* _Requirement_: Below are records; count how many of their lines contain the string "single", and give only that number.

Source records
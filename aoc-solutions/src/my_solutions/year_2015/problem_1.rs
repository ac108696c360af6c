use anyhow::anyhow;
use aoc_runner::{Arguments, Input, Logger, Value, solution};

pub struct Solution;

#[solution(year = 2015, problem = 1, tags = ["easy"])]
impl Solution {
    /// Floor reached after following every instruction
    fn part_1(input: &mut Input) -> anyhow::Result<i64> {
        let steps = parse(&input.read_all()?)?;
        Ok(steps.iter().sum())
    }

    /// 1-based position of the first instruction that reaches the target floor
    ///
    /// The target defaults to the basement (-1) and can be overridden by the
    /// first positional argument.
    fn part_2(input: &mut Input, args: &Arguments, logger: &Logger) -> anyhow::Result<usize> {
        let target = args.get(0).and_then(Value::as_i64).unwrap_or(-1);
        let steps = parse(&input.read_all()?)?;
        logger.info(&[&"Looking for floor", &target], &[("steps", &steps.len())]);

        first_reaching(&steps, target).ok_or_else(|| anyhow!("floor {} is never reached", target))
    }
}

pub struct Scan;

/// Same answers without collecting the instructions first
#[solution(year = 2015, problem = 1, class = "Streaming")]
impl Scan {
    fn part_1(input: &mut Input) -> anyhow::Result<i64> {
        use std::io::Read;

        let mut floor = 0i64;
        for byte in input.bytes() {
            floor += step(byte?)?;
        }
        Ok(floor)
    }
}

fn step(byte: u8) -> anyhow::Result<i64> {
    match byte {
        b'(' => Ok(1),
        b')' => Ok(-1),
        b'\n' | b'\r' | b' ' => Ok(0),
        other => Err(anyhow!("unexpected character {:?}", other as char)),
    }
}

fn parse(text: &str) -> anyhow::Result<Vec<i64>> {
    text.bytes()
        .map(step)
        .filter(|s| !matches!(s, Ok(0)))
        .collect()
}

fn first_reaching(steps: &[i64], target: i64) -> Option<usize> {
    steps
        .iter()
        .scan(0i64, |floor, step| {
            *floor += step;
            Some(*floor)
        })
        .position(|floor| floor == target)
        .map(|idx| idx + 1)
}
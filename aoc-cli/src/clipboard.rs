//! System clipboard backed by arboard

use aoc_runner::{Clipboard, ClipboardError};

/// The desktop clipboard, connected on first use
#[derive(Default)]
pub struct SystemClipboard {
    inner: Option<arboard::Clipboard>,
}

impl SystemClipboard {
    pub fn new() -> Self {
        Self::default()
    }
}

impl Clipboard for SystemClipboard {
    fn copy(&mut self, text: &str) -> Result<(), ClipboardError> {
        let mut clipboard = match self.inner.take() {
            Some(clipboard) => clipboard,
            None => arboard::Clipboard::new().map_err(|e| ClipboardError(e.to_string()))?,
        };
        let result = clipboard
            .set_text(text.to_owned())
            .map_err(|e| ClipboardError(e.to_string()));
        self.inner = Some(clipboard);
        result
    }
}
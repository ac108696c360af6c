//! Solution classes, their part callables and the provider interface

use crate::args::{Arguments, Kwargs};
use crate::error::{LookupError, SolveError};
use crate::input::Input;
use crate::logger::Logger;
use crate::search_path::SearchPaths;
use std::fmt::{self, Debug};

/// Year and problem number of a puzzle
#[derive(Debug, Clone, Copy, PartialEq, Eq, Hash, PartialOrd, Ord)]
pub struct ProblemId {
    pub year: u16,
    pub problem: u32,
}

impl ProblemId {
    pub fn new(year: u16, problem: u32) -> Self {
        Self { year, problem }
    }
}

impl fmt::Display for ProblemId {
    fn fmt(&self, f: &mut fmt::Formatter<'_>) -> fmt::Result {
        write!(f, "{}/{}", self.year, self.problem)
    }
}

/// Textual representation of the value a part returned
#[derive(Clone, PartialEq, Eq)]
pub struct Answer(String);

impl Answer {
    /// Capture the `Debug` representation of `value`
    pub fn from_value<T: Debug + ?Sized>(value: &T) -> Self {
        Self(format!("{:?}", value))
    }

    pub fn as_str(&self) -> &str {
        &self.0
    }
}

impl fmt::Display for Answer {
    fn fmt(&self, f: &mut fmt::Formatter<'_>) -> fmt::Result {
        f.write_str(&self.0)
    }
}

// Already a representation; printing it again would add another layer of quotes
impl Debug for Answer {
    fn fmt(&self, f: &mut fmt::Formatter<'_>) -> fmt::Result {
        f.write_str(&self.0)
    }
}

/// Everything a part callable can receive
pub struct Invocation<'a> {
    /// Open puzzle input
    pub input: &'a mut Input,
    pub args: &'a Arguments,
    pub kwargs: &'a Kwargs,
    /// Problem directory followed by the dependency directories
    pub paths: &'a SearchPaths,
    /// Present only when the part declares a `logger` parameter
    pub logger: Option<&'a Logger>,
}

/// Value a part returned, formatted into an [`Answer`] once timing has stopped
pub type PartValue = Box<dyn Debug>;

/// Uniform signature every part callable is compiled to
pub type PartFn = fn(&mut Invocation<'_>) -> Result<PartValue, SolveError>;

/// One `part_<n>` callable of a solution class
#[derive(Clone, Copy)]
pub struct Part {
    pub number: u8,
    /// Name as written in the solution, e.g. `part_1`
    pub name: &'static str,
    /// Whether the signature has a `logger` parameter
    pub accepts_logger: bool,
    pub run: PartFn,
}

impl Debug for Part {
    fn fmt(&self, f: &mut fmt::Formatter<'_>) -> fmt::Result {
        f.debug_struct("Part")
            .field("number", &self.number)
            .field("name", &self.name)
            .field("accepts_logger", &self.accepts_logger)
            .finish_non_exhaustive()
    }
}

/// A resolved solution class for one problem
#[derive(Debug, Clone, Copy)]
pub struct SolutionModule {
    pub id: ProblemId,
    pub class: &'static str,
    pub parts: &'static [Part],
}

impl SolutionModule {
    /// Name the module is known by, e.g. `2015/1::Solution`
    pub fn name(&self) -> String {
        format!("{}::{}", self.id, self.class)
    }

    /// Resolve `part_<part>` by naming convention
    pub fn part(&self, part: u8) -> Result<&'static Part, LookupError> {
        self.parts
            .iter()
            .find(|p| p.number == part)
            .ok_or_else(|| LookupError::PartNotFound {
                module: self.name(),
                part,
            })
    }
}

/// Anything that can hand out solution classes by identifier
pub trait SolutionProvider {
    /// Resolve the class registered for `id` under `class`
    fn import(&self, id: ProblemId, class: &str) -> Result<SolutionModule, LookupError>;

    /// Resolve a single part callable
    fn lookup(&self, id: ProblemId, class: &str, part: u8) -> Result<&'static Part, LookupError> {
        self.import(id, class)?.part(part)
    }
}
//! Resolve, invoke and time a single solution part

use crate::args::{Arguments, Kwargs};
use crate::clipboard::{Clipboard, NoClipboard};
use crate::error::{LookupError, RunError};
use crate::input::Input;
use crate::logger::Logger;
use crate::search_path::{PathSpec, SearchPaths};
use crate::solution::{Answer, Invocation, ProblemId, SolutionProvider};
use chrono::{DateTime, Local};
use std::env;
use std::path::{self, Path, PathBuf};
use std::time::{Duration, Instant};

/// Input file name used when none is given
pub const DEFAULT_INPUT_NAME: &str = "input";
/// Class name used when none is given
pub const DEFAULT_CLASS_NAME: &str = "Solution";

/// Directory convention: `{root}/{year}/{problem}/{input_name}`
#[derive(Debug, Clone, PartialEq, Eq)]
pub struct SolutionLayout {
    root: PathBuf,
}

impl SolutionLayout {
    pub fn new(root: impl Into<PathBuf>) -> Self {
        Self { root: root.into() }
    }

    pub fn problem_dir(&self, id: ProblemId) -> PathBuf {
        self.root
            .join(id.year.to_string())
            .join(id.problem.to_string())
    }
}

/// What to run
#[derive(Debug, Clone, PartialEq)]
pub struct RunRequest {
    pub year: u16,
    pub problem: u32,
    pub part: u8,
    pub input_name: String,
    pub class_name: String,
    pub args: Arguments,
    pub kwargs: Kwargs,
}

impl RunRequest {
    pub fn new(year: u16, problem: u32, part: u8) -> Self {
        Self {
            year,
            problem,
            part,
            input_name: DEFAULT_INPUT_NAME.to_string(),
            class_name: DEFAULT_CLASS_NAME.to_string(),
            args: Arguments::default(),
            kwargs: Kwargs::default(),
        }
    }

    pub fn id(&self) -> ProblemId {
        ProblemId::new(self.year, self.problem)
    }

    pub fn with_input_name(mut self, input_name: impl Into<String>) -> Self {
        self.input_name = input_name.into();
        self
    }

    pub fn with_class_name(mut self, class_name: impl Into<String>) -> Self {
        self.class_name = class_name.into();
        self
    }

    pub fn with_args(mut self, args: Arguments) -> Self {
        self.args = args;
        self
    }

    pub fn with_kwargs(mut self, kwargs: Kwargs) -> Self {
        self.kwargs = kwargs;
        self
    }
}

/// Outcome of a successful run
#[derive(Debug, Clone)]
pub struct RunReport {
    pub id: ProblemId,
    pub part: u8,
    /// Module name, e.g. `2015/1::Solution`
    pub module: String,
    /// Callable name, e.g. `part_1`
    pub callable: &'static str,
    pub problem_dir: PathBuf,
    pub answer: Answer,
    /// Time spent inside the part callable only
    pub elapsed: Duration,
    pub started_at: DateTime<Local>,
}

/// Runs solution parts from a [`SolutionProvider`]
pub struct Runner<'p, P: SolutionProvider + ?Sized> {
    provider: &'p P,
    layout: SolutionLayout,
    search_paths: SearchPaths,
    logger: Logger,
    clipboard: Box<dyn Clipboard>,
    change_dir: bool,
}

impl<'p, P: SolutionProvider + ?Sized> Runner<'p, P> {
    /// Runner with no clipboard and no working-directory change
    pub fn new(provider: &'p P, layout: SolutionLayout, logger: Logger) -> Self {
        Self {
            provider,
            layout,
            search_paths: SearchPaths::new(),
            logger,
            clipboard: Box::new(NoClipboard),
            change_dir: false,
        }
    }

    pub fn with_clipboard(mut self, clipboard: Box<dyn Clipboard>) -> Self {
        self.clipboard = clipboard;
        self
    }

    /// Change into the problem directory for the duration of each run
    pub fn with_change_dir(mut self, change_dir: bool) -> Self {
        self.change_dir = change_dir;
        self
    }

    pub fn search_paths(&self) -> &SearchPaths {
        &self.search_paths
    }

    /// Declare dependency directories, see [`SearchPaths::add`]
    pub fn add_import_paths(&mut self, spec: &PathSpec) -> Result<(), RunError> {
        self.search_paths.add(spec, &self.logger)
    }

    /// Run one part and report its answer
    ///
    /// The input handle is closed before this returns, whether the part
    /// succeeded or not.
    pub fn run(&mut self, request: &RunRequest) -> Result<RunReport, RunError> {
        let id = request.id();
        let problem_dir = self.layout.problem_dir(id);
        if !problem_dir.is_dir() {
            let err = RunError::ProblemNotFound { path: problem_dir };
            self.logger.error(
                &err,
                &[&"Problem directory not found"],
                &[("year", &id.year), ("problem", &id.problem)],
            );
            return Err(err);
        }
        // Absolute before the working directory may change
        let problem_dir = path::absolute(&problem_dir).map_err(|source| RunError::WorkingDir {
            path: problem_dir.clone(),
            source,
        })?;

        let _cwd = if self.change_dir {
            Some(WorkingDirGuard::enter(&problem_dir)?)
        } else {
            None
        };

        let mut paths = self.search_paths.clone();
        paths.prepend(&problem_dir);

        let module = self
            .provider
            .import(id, &request.class_name)
            .map_err(|e| self.lookup_failed(e))?;
        let part = module.part(request.part).map_err(|e| self.lookup_failed(e))?;
        log::debug!(
            "resolved {}.{} (logger injected: {})",
            module.name(),
            part.name,
            part.accepts_logger
        );

        let input_path = problem_dir.join(&request.input_name);
        let mut input = match Input::open(&input_path) {
            Ok(input) => input,
            Err(source) => {
                let err = RunError::Input {
                    path: input_path,
                    source,
                };
                self.logger.error(&err, &[&"Cannot open input"], &[]);
                return Err(err);
            }
        };

        let mut invocation = Invocation {
            input: &mut input,
            args: &request.args,
            kwargs: &request.kwargs,
            paths: &paths,
            logger: part.accepts_logger.then_some(&self.logger),
        };

        let started_at = Local::now();
        let start = Instant::now();
        let outcome = (part.run)(&mut invocation);
        let elapsed = start.elapsed();
        drop(input);

        let answer = Answer::from_value(&*outcome?);

        self.logger.info(
            &[&"Time taken", &elapsed],
            &[("solution", &module.name()), ("part", &part.name)],
        );
        self.logger.info(&[&"Result", &answer], &[]);

        if let Err(e) = self.clipboard.copy(answer.as_str()) {
            log::warn!("answer not copied: {}", e);
        }

        Ok(RunReport {
            id,
            part: part.number,
            module: module.name(),
            callable: part.name,
            problem_dir,
            answer,
            elapsed,
            started_at,
        })
    }

    fn lookup_failed(&self, err: LookupError) -> RunError {
        self.logger.error(&err, &[&"Lookup failed"], &[]);
        RunError::Lookup(err)
    }
}

/// Restores the previous working directory on drop
struct WorkingDirGuard {
    previous: PathBuf,
}

impl WorkingDirGuard {
    fn enter(dir: &Path) -> Result<Self, RunError> {
        let to_err = |source| RunError::WorkingDir {
            path: dir.to_path_buf(),
            source,
        };
        let previous = env::current_dir().map_err(to_err)?;
        env::set_current_dir(dir).map_err(to_err)?;
        log::debug!("working directory is now {}", dir.display());
        Ok(Self { previous })
    }
}

impl Drop for WorkingDirGuard {
    fn drop(&mut self) {
        if let Err(e) = env::set_current_dir(&self.previous) {
            log::warn!(
                "could not restore working directory {}: {}",
                self.previous.display(),
                e
            );
        }
    }
}
//! aoc-run - run one part of a registered Advent of Code solution

mod cli;
mod clipboard;
mod config;
mod error;
mod output;

// Import aoc-solutions to link the solution plugins
use aoc_solutions as _;

use aoc_runner::{
    LookupError, Logger, RegistryBuilder, RunError, RunRequest, Runner, SolutionLayout,
    SolutionRegistry,
};
use clap::Parser;
use cli::Args;
use clipboard::SystemClipboard;
use config::Config;
use error::CliError;
use output::OutputFormatter;

fn main() {
    let args = Args::parse();
    init_logging();

    if let Err(e) = run(args) {
        eprintln!("Error: {}", e);
        std::process::exit(1);
    }
}

/// Diagnostics go through `log`, filtered by `RUST_LOG` (default: warn)
fn init_logging() {
    env_logger::Builder::from_env(env_logger::Env::default().default_filter_or("warn"))
        .format_timestamp(None)
        .init();
}

fn run(args: Args) -> Result<(), CliError> {
    let config = Config::from_env()?;
    log::debug!("configuration: {:?}", config);

    let registry = RegistryBuilder::new().register_all_plugins()?.build();
    log::debug!("{} solution class(es) registered", registry.len());

    let mut runner = Runner::new(&registry, SolutionLayout::new(&config.root), Logger::stdout())
        .with_clipboard(Box::new(SystemClipboard::new()))
        .with_change_dir(config.change_dir);

    if let Some(spec) = &config.import_paths {
        runner.add_import_paths(spec)?;
    }

    let request = args.into_request();
    let report = match runner.run(&request) {
        Ok(report) => report,
        Err(e) => {
            print_lookup_hint(&registry, &request, &e);
            return Err(e.into());
        }
    };

    OutputFormatter::new().print_report(&report);
    Ok(())
}

/// After a failed lookup, list what is available instead
fn print_lookup_hint(registry: &SolutionRegistry, request: &RunRequest, err: &RunError) {
    let RunError::Lookup(lookup) = err else {
        return;
    };

    match lookup {
        LookupError::SolutionNotFound { .. } => {
            let classes: Vec<&str> = registry.classes(request.id()).collect();
            if classes.is_empty() {
                eprintln!("No solutions are registered for {}.", request.id());
            } else {
                eprintln!(
                    "Classes registered for {}: {}",
                    request.id(),
                    classes.join(", ")
                );
            }
        }
        LookupError::PartNotFound { .. } => {
            let parts: Vec<&str> = registry
                .iter()
                .filter(|m| m.id == request.id() && m.class == request.class_name)
                .flat_map(|m| m.parts.iter().map(|p| p.name))
                .collect();
            eprintln!("Available parts: {}", parts.join(", "));
        }
    }
}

* _Response to this task_: 2